To state that even more simply: Chapter 52 does not mandate multi-select voting.
Here’s where I think these officials are getting confused. Hall for instance seems to be confusing city rights with voter rights. We can highlight the distinction by comparing two hypothetical laws.
City Rights: A city may allow voters to cast votes for multiple candidates within the same race. (I.e. cities are allowed to use multi-select voting.)
Voter Rights: A voter may cast votes for multiple candidates within the same race. (I.e. cities are required to use to use multi-select voting.)
The above Section 161 in question just clarifies that Chapter 29 doesn’t enact the latter “Voter Rights” law. It doesn’t say that Chapter 29 prohibits the former “City Rights” law, as Hall’s misreading implies.
Here’s a simple thought experiment. Consider that when Bucklin voting was adopted in Spokane, it was already the case that no chapter in the state law specifically said that a voter may cast multiple votes (i.e. multi-select voting was not mandatory). Now imagine if a section had then been added simply observing that, “Nothing within this entire Washington legal code may be construed to mean that a voter may cast votes for multiple candidates.” That would merely be a statement of existing fact, as indeed, nothing in WA state law specifically allowed voters to cast multiple votes (i.e. there was no mandate for multi-select voting). Obviously the addition of such an observational statement could not make Bucklin voting (or any other multi-select voting method) illegal.
Does the Constitution Ban Democracy?
To really drive the point home, it has been pointed out by legal scholars that nothing in the U.S. Constitution may be construed to mean that a citizen may even vote. Yet no one would claim the Constitution prohibits voting!
Okay, but one might ask why the need for this clarification if the intent wasn’t to prohibit multiple votes? For context, many U.S. municipalities conduct at-large elections, in which multiple candidates are elected at once, and the voter may therefore vote for as many candidates as are to be elected. It is conceivable that some voters could interpret the top two primary as a sort of two-winner election, and thus expect to be allowed to vote for up to two candidates, just like in an at-large election. Section 161 therefore seems intended to merely clarify that the top two law wasn’t enacting a multiple vote process akin to plurality at-large elections for its primary.

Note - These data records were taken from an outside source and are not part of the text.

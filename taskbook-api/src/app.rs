/// Application state and router builder
///
/// This module defines the shared application state and provides
/// a function to build the Axum router with all routes and middleware.
///
/// # Example
///
/// ```no_run
/// use std::sync::Arc;
/// use taskbook_api::{app::AppState, config::Config};
/// use taskbook_shared::store::memory::MemoryStore;
///
/// let state = AppState::new(Arc::new(MemoryStore::new()), Config::in_memory());
/// let app = taskbook_api::app::build_router(state);
/// ```

use crate::config::Config;
use axum::{
    http::{header, HeaderValue, Method},
    routing::{get, patch},
    Router,
};
use std::sync::Arc;
use taskbook_shared::domain::{TaskService, UserService};
use taskbook_shared::store::SharedStore;
use tower_http::{
    cors::CorsLayer,
    trace::{DefaultMakeSpan, DefaultOnResponse, TraceLayer},
};
use tracing::Level;

/// Shared application state
///
/// This is cloned for each request handler via Axum's `State` extractor.
/// Every field is a handle, so cloning is cheap.
#[derive(Clone)]
pub struct AppState {
    /// Entity store backing both services
    pub store: SharedStore,

    /// User business logic
    pub users: UserService,

    /// Task business logic
    pub tasks: TaskService,

    /// Application configuration
    pub config: Arc<Config>,
}

impl AppState {
    /// Wires the services over a single store handle
    pub fn new(store: SharedStore, config: Config) -> Self {
        let users = UserService::new(store.clone());
        let tasks = TaskService::new(store.clone(), users.clone());

        Self {
            store,
            users,
            tasks,
            config: Arc::new(config),
        }
    }
}

/// Builds the complete Axum router with all routes and middleware
///
/// # Architecture
///
/// ```text
/// /
/// ├── GET /                         # API description
/// ├── GET /health                   # Health check
/// └── /api/
///     ├── /users
///     │   ├── POST   /              # Create user
///     │   ├── GET    /              # List users
///     │   ├── GET    /:id           # Get user
///     │   ├── DELETE /:id           # Delete user (cascades to tasks)
///     │   └── GET    /:id/tasks     # List a user's tasks
///     └── /tasks
///         ├── POST   /              # Create task
///         ├── GET    /:id           # Get task
///         ├── PUT    /:id           # Set completion
///         ├── DELETE /:id           # Delete task
///         └── PATCH  /:id/complete  # Mark completed
/// ```
///
/// # Middleware Stack
///
/// Applied in order (bottom to top):
/// 1. Logging (tower-http TraceLayer)
/// 2. CORS (tower-http CorsLayer)
pub fn build_router(state: AppState) -> Router {
    use crate::routes;

    let user_routes = Router::new()
        .route("/", get(routes::users::list_users).post(routes::users::create_user))
        .route(
            "/:id",
            get(routes::users::get_user).delete(routes::users::delete_user),
        )
        .route("/:id/tasks", get(routes::tasks::list_user_tasks));

    let task_routes = Router::new()
        .route("/", axum::routing::post(routes::tasks::create_task))
        .route(
            "/:id",
            get(routes::tasks::get_task)
                .put(routes::tasks::update_task)
                .delete(routes::tasks::delete_task),
        )
        .route("/:id/complete", patch(routes::tasks::complete_task));

    let api_routes = Router::new()
        .nest("/users", user_routes)
        .nest("/tasks", task_routes);

    // Configure CORS based on environment
    let cors = if state.config.api.cors_origins.iter().any(|origin| origin == "*") {
        CorsLayer::permissive()
    } else {
        let origins: Vec<HeaderValue> = state
            .config
            .api
            .cors_origins
            .iter()
            .filter_map(|origin| origin.parse().ok())
            .collect();

        CorsLayer::new()
            .allow_origin(origins)
            .allow_methods([
                Method::GET,
                Method::POST,
                Method::PUT,
                Method::PATCH,
                Method::DELETE,
                Method::OPTIONS,
            ])
            .allow_headers([header::CONTENT_TYPE])
            .max_age(std::time::Duration::from_secs(3600))
    };

    Router::new()
        .route("/", get(routes::index::index))
        .route("/health", get(routes::health::health_check))
        .nest("/api", api_routes)
        .layer(
            TraceLayer::new_for_http()
                .make_span_with(DefaultMakeSpan::new().level(Level::INFO))
                .on_response(DefaultOnResponse::new().level(Level::INFO)),
        )
        .layer(cors)
        .with_state(state)
}
/// Error handling for the API server
///
/// This module provides a unified error type that maps to HTTP responses.
/// All handlers return `ApiResult<T>`; domain failures convert through
/// `From<DomainError>` so the same failure kind always yields the same status:
///
/// | Failure | Status |
/// |---|---|
/// | malformed body, missing or wrong-typed field | 400 |
/// | duplicate email, missing or unknown task owner | 400 |
/// | unknown user or task id | 404 |
/// | store failure | 500 (details logged, never returned) |
///
/// # Example
///
/// ```
/// use taskbook_api::error::{ApiError, ApiResult};
/// use axum::Json;
///
/// async fn handler() -> ApiResult<Json<serde_json::Value>> {
///     Err(ApiError::NotFound("Task with ID 3 not found".to_string()))
/// }
/// ```

use axum::{
    extract::rejection::{JsonRejection, PathRejection},
    http::StatusCode,
    response::{IntoResponse, Response},
    Json,
};
use serde::{Deserialize, Serialize};
use taskbook_shared::domain::DomainError;
use taskbook_shared::store::StoreError;
use thiserror::Error;

/// API result type alias
pub type ApiResult<T> = Result<T, ApiError>;

/// Unified API error type
#[derive(Debug, Error)]
pub enum ApiError {
    /// Bad request (400): malformed input or a violated business rule
    #[error("Bad request: {0}")]
    BadRequest(String),

    /// Field-level validation failures (400)
    #[error("Validation failed: {} errors", .0.len())]
    ValidationError(Vec<ValidationErrorDetail>),

    /// Not found (404)
    #[error("Not found: {0}")]
    NotFound(String),

    /// Internal server error (500)
    #[error("Internal error: {0}")]
    InternalError(String),
}

/// Validation error detail
#[derive(Debug, Clone, PartialEq, Eq, Serialize, Deserialize)]
pub struct ValidationErrorDetail {
    /// Field that failed validation
    pub field: String,

    /// Error message
    pub message: String,
}

impl ValidationErrorDetail {
    pub fn new(field: impl Into<String>, message: impl Into<String>) -> Self {
        Self {
            field: field.into(),
            message: message.into(),
        }
    }
}

/// Error response format
#[derive(Debug, Serialize, Deserialize)]
pub struct ErrorResponse {
    /// Human-readable error message
    pub error: String,

    /// Error code (e.g., "bad_request", "not_found")
    pub code: String,

    /// Optional per-field validation errors
    #[serde(skip_serializing_if = "Option::is_none")]
    pub details: Option<Vec<ValidationErrorDetail>>,
}

impl IntoResponse for ApiError {
    fn into_response(self) -> Response {
        let (status, code, message, details) = match self {
            ApiError::BadRequest(msg) => (StatusCode::BAD_REQUEST, "bad_request", msg, None),
            ApiError::ValidationError(errors) => (
                StatusCode::BAD_REQUEST,
                "validation_error",
                "Request validation failed".to_string(),
                Some(errors),
            ),
            ApiError::NotFound(msg) => (StatusCode::NOT_FOUND, "not_found", msg, None),
            ApiError::InternalError(msg) => {
                // Log internal errors but don't expose details to clients
                tracing::error!("Internal error: {}", msg);
                (
                    StatusCode::INTERNAL_SERVER_ERROR,
                    "internal_error",
                    "An internal error occurred".to_string(),
                    None,
                )
            }
        };

        let body = Json(ErrorResponse {
            error: message,
            code: code.to_string(),
            details,
        });

        (status, body).into_response()
    }
}

impl From<DomainError> for ApiError {
    fn from(err: DomainError) -> Self {
        match err {
            DomainError::Store(store_err) => store_err.into(),
            err if err.is_not_found() => ApiError::NotFound(err.to_string()),
            err => ApiError::BadRequest(err.to_string()),
        }
    }
}

impl From<StoreError> for ApiError {
    fn from(err: StoreError) -> Self {
        ApiError::InternalError(err.to_string())
    }
}

impl From<JsonRejection> for ApiError {
    fn from(rejection: JsonRejection) -> Self {
        let message = match rejection {
            JsonRejection::MissingJsonContentType(_) => {
                "Request body must be JSON (Content-Type: application/json)".to_string()
            }
            JsonRejection::JsonSyntaxError(_) => "Request body is not valid JSON".to_string(),
            JsonRejection::JsonDataError(err) => format!("Invalid request body: {}", err.body_text()),
            other => other.body_text(),
        };
        ApiError::BadRequest(message)
    }
}

impl From<PathRejection> for ApiError {
    fn from(rejection: PathRejection) -> Self {
        ApiError::BadRequest(format!("Invalid path parameter: {}", rejection.body_text()))
    }
}

impl From<validator::ValidationErrors> for ApiError {
    fn from(errors: validator::ValidationErrors) -> Self {
        let details = errors
            .field_errors()
            .iter()
            .flat_map(|(field, errors)| {
                errors.iter().map(move |error| ValidationErrorDetail {
                    field: field.to_string(),
                    message: error
                        .message
                        .as_ref()
                        .map(|m| m.to_string())
                        .unwrap_or_else(|| "Validation failed".to_string()),
                })
            })
            .collect();
        ApiError::ValidationError(details)
    }
}

#[cfg(test)]
mod tests {
    use super::*;

    #[test]
    fn test_error_display() {
        let err = ApiError::BadRequest("Invalid input".to_string());
        assert_eq!(err.to_string(), "Bad request: Invalid input");

        let err = ApiError::NotFound("User not found".to_string());
        assert_eq!(err.to_string(), "Not found: User not found");

        let err = ApiError::ValidationError(vec![
            ValidationErrorDetail::new("name", "too long"),
            ValidationErrorDetail::new("email", "too long"),
        ]);
        assert_eq!(err.to_string(), "Validation failed: 2 errors");
    }

    #[test]
    fn test_domain_errors_map_uniformly() {
        let cases = [
            (DomainError::DuplicateEmail("a@b.c".to_string()), StatusCode::BAD_REQUEST),
            (DomainError::MissingOwner, StatusCode::BAD_REQUEST),
            (DomainError::OwnerNotFound(9), StatusCode::BAD_REQUEST),
            (DomainError::UserNotFound(9), StatusCode::NOT_FOUND),
            (DomainError::TaskNotFound(9), StatusCode::NOT_FOUND),
            (
                DomainError::Store(StoreError::Database(sqlx_pool_closed())),
                StatusCode::INTERNAL_SERVER_ERROR,
            ),
        ];

        for (err, expected) in cases {
            let response = ApiError::from(err).into_response();
            assert_eq!(response.status(), expected);
        }
    }

    #[tokio::test]
    async fn test_internal_error_hides_details() {
        let response = ApiError::InternalError("connection refused at 10.0.0.5".to_string())
            .into_response();
        assert_eq!(response.status(), StatusCode::INTERNAL_SERVER_ERROR);

        let body = axum::body::to_bytes(response.into_body(), usize::MAX)
            .await
            .unwrap();
        let json: serde_json::Value = serde_json::from_slice(&body).unwrap();
        assert_eq!(json["error"], "An internal error occurred");
        assert_eq!(json["code"], "internal_error");
        assert!(json.get("details").is_none());
    }

    fn sqlx_pool_closed() -> sqlx::Error {
        sqlx::Error::PoolClosed
    }
}
use crate::store::StoreError;
use thiserror::Error;

/// Failures raised by the user and task services
///
/// Every variant carries a message fit for API clients. `Store` wraps
/// infrastructure failures whose details must stay server-side.
#[derive(Debug, Error)]
pub enum DomainError {
    #[error("The email '{0}' is already registered")]
    DuplicateEmail(String),

    #[error("A user_id is required to create a task")]
    MissingOwner,

    #[error("User with ID {0} does not exist")]
    OwnerNotFound(i64),

    #[error("User with ID {0} not found")]
    UserNotFound(i64),

    #[error("Task with ID {0} not found")]
    TaskNotFound(i64),

    #[error(transparent)]
    Store(#[from] StoreError),
}

impl DomainError {
    /// True for business-rule violations (duplicate email, missing or unknown owner)
    pub fn is_rule_violation(&self) -> bool {
        matches!(
            self,
            DomainError::DuplicateEmail(_) | DomainError::MissingOwner | DomainError::OwnerNotFound(_)
        )
    }

    /// True when the addressed user or task doesn't exist
    pub fn is_not_found(&self) -> bool {
        matches!(self, DomainError::UserNotFound(_) | DomainError::TaskNotFound(_))
    }
}

/// Domain result type alias
pub type DomainResult<T> = Result<T, DomainError>;
//! Extraction parameters.
//!
//! A [`Config`] is built once (defaults, a JSON file, CLI flags) and passed by
//! reference into every stage. Nothing in the pipeline mutates it.

use serde::{Deserialize, Serialize};

use crate::error::CoreError;

#[derive(Debug, Clone, PartialEq, Serialize, Deserialize)]
#[serde(default)]
pub struct Config {
    /// Voxel downsampling only runs above this many points.
    pub max_points: usize,
    pub voxel_size: f64,
    /// Minimum cluster size (DBSCAN `minPts`).
    pub min_cluster_pts: usize,
    /// Height of one floor band used for stratification.
    pub layer_height: f64,
    pub segmentation: SegmentationTuning,
    /// Outlier filtering is a passthrough unless this is set.
    pub outlier_removal: Option<OutlierRemoval>,
    pub facade_analysis: FacadeAnalysis,
    /// Seed for epsilon sampling. `None` seeds from the OS.
    pub seed: Option<u64>,
}

impl Default for Config {
    fn default() -> Self {
        Self {
            max_points: 10_000,
            voxel_size: 0.05,
            min_cluster_pts: 10,
            layer_height: 3.3,
            segmentation: SegmentationTuning::default(),
            outlier_removal: None,
            facade_analysis: FacadeAnalysis::default(),
            seed: None,
        }
    }
}

impl Config {
    pub fn validate(&self) -> Result<(), CoreError> {
        if self.max_points == 0 {
            return Err(CoreError::invalid("max_points", "must be greater than zero"));
        }
        check_positive("voxel_size", self.voxel_size)?;
        if self.min_cluster_pts == 0 {
            return Err(CoreError::invalid(
                "min_cluster_pts",
                "must be greater than zero",
            ));
        }
        check_positive("layer_height", self.layer_height)?;
        self.segmentation.validate()?;
        if let Some(outlier) = &self.outlier_removal {
            outlier.validate()?;
        }
        Ok(())
    }
}

/// Empirical constants of the segmentation chain.
#[derive(Debug, Clone, PartialEq, Serialize, Deserialize)]
#[serde(default)]
pub struct SegmentationTuning {
    /// A gap wider than `gap_factor` times the mean gap marks a boundary.
    pub gap_factor: f64,
    pub max_gaps: usize,
    pub gap_min_points: usize,
    pub gap_min_segment: usize,
    pub eps_sample_size: usize,
    pub eps_k: usize,
    /// Fractional window of the k-distance curve scanned for the elbow.
    pub elbow_window: (f64, f64),
    pub eps_min: f64,
    pub eps_max: f64,
    pub eps_default: f64,
    pub eps_scale: f64,
    /// Extra scale applied when a building-count hint is present.
    pub eps_hint_scale: f64,
    /// The range-gap fallback only runs on inputs larger than this.
    pub fallback_min_points: usize,
    /// Range-gap fallback threshold as a fraction of the x range.
    pub fallback_gap_ratio: f64,
}

impl Default for SegmentationTuning {
    fn default() -> Self {
        Self {
            gap_factor: 3.0,
            max_gaps: 3,
            gap_min_points: 20,
            gap_min_segment: 5,
            eps_sample_size: 100,
            eps_k: 4,
            elbow_window: (0.6, 0.9),
            eps_min: 0.05,
            eps_max: 0.15,
            eps_default: 0.10,
            eps_scale: 0.5,
            eps_hint_scale: 0.3,
            fallback_min_points: 100,
            fallback_gap_ratio: 0.05,
        }
    }
}

impl SegmentationTuning {
    pub fn validate(&self) -> Result<(), CoreError> {
        check_positive("segmentation.gap_factor", self.gap_factor)?;
        if self.eps_k == 0 {
            return Err(CoreError::invalid(
                "segmentation.eps_k",
                "must be greater than zero",
            ));
        }
        let (lo, hi) = self.elbow_window;
        if !(0.0..=1.0).contains(&lo) || !(0.0..=1.0).contains(&hi) || lo > hi {
            return Err(CoreError::invalid(
                "segmentation.elbow_window",
                format!("must satisfy 0 <= start <= end <= 1, got ({lo}, {hi})"),
            ));
        }
        check_positive("segmentation.eps_min", self.eps_min)?;
        check_positive("segmentation.eps_max", self.eps_max)?;
        if self.eps_min > self.eps_max {
            return Err(CoreError::invalid(
                "segmentation.eps_min",
                format!("exceeds eps_max ({} > {})", self.eps_min, self.eps_max),
            ));
        }
        check_positive("segmentation.eps_default", self.eps_default)?;
        check_positive("segmentation.eps_scale", self.eps_scale)?;
        check_positive("segmentation.eps_hint_scale", self.eps_hint_scale)?;
        check_positive("segmentation.fallback_gap_ratio", self.fallback_gap_ratio)?;
        Ok(())
    }
}

/// Radius filter applied before downsampling.
#[derive(Debug, Clone, PartialEq, Serialize, Deserialize)]
pub struct OutlierRemoval {
    pub radius: f64,
    pub min_neighbors: usize,
    /// Upper bound on the fraction of points the filter may drop.
    pub max_removed_ratio: f64,
}

impl Default for OutlierRemoval {
    fn default() -> Self {
        Self {
            radius: 0.1,
            min_neighbors: 2,
            max_removed_ratio: 0.05,
        }
    }
}

impl OutlierRemoval {
    pub fn validate(&self) -> Result<(), CoreError> {
        check_positive("outlier_removal.radius", self.radius)?;
        if !(0.0..=1.0).contains(&self.max_removed_ratio) {
            return Err(CoreError::invalid(
                "outlier_removal.max_removed_ratio",
                format!("must be within [0, 1], got {}", self.max_removed_ratio),
            ));
        }
        Ok(())
    }
}

#[derive(Debug, Clone, Copy, Default, PartialEq, Eq, Serialize, Deserialize)]
#[serde(rename_all = "snake_case")]
pub enum FacadeAnalysis {
    /// Fixed grid/symmetry/complexity values.
    #[default]
    Placeholder,
    /// Periodicity analysis of façade point projections.
    Projection,
}

fn check_positive(field: &'static str, value: f64) -> Result<(), CoreError> {
    if value > 0.0 && value.is_finite() {
        Ok(())
    } else {
        Err(CoreError::invalid(
            field,
            format!("must be a positive finite number, got {value}"),
        ))
    }
}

Bottom line is, if the intent had been to prohibit multiple votes, the authors could easily have written straightforward prohibitive language like so:
A voter may not cast more than one vote for candidates for a given office.
Instead they seem to have gone out of their way to write it as a mere clarification of what Chapter 52 does not say, rather than adding any new prohibitive statues.
Lastly, what about the heading “One vote” at the beginning of Section 161? Well, that’s not part of the law that was enacted. It’s just a summary header. See the original law.
Ranked Choice Voting
It seems pretty clear that the top two law is deeply incompatible with “ranked choice voting” (properly known as instant runoff voting), because the entire point of RCV is to simulate a runoff in a single round, which is illegal given the top two law. And further, RCV specifically does not necessarily elect the candidate with the most votes. The entire point is that it eliminates weak candidates and reallocates their votes, such that the ultimate winner could be someone who had the 3rd or even 4th most votes. And if you try to redefine “most votes” to mean “most votes after reallocation”, good luck in court. Approval voting not only avoids all this risk, but it’s actually generally superior to RCV. Approval voting is clearly the best fit for Washington’s current political situation.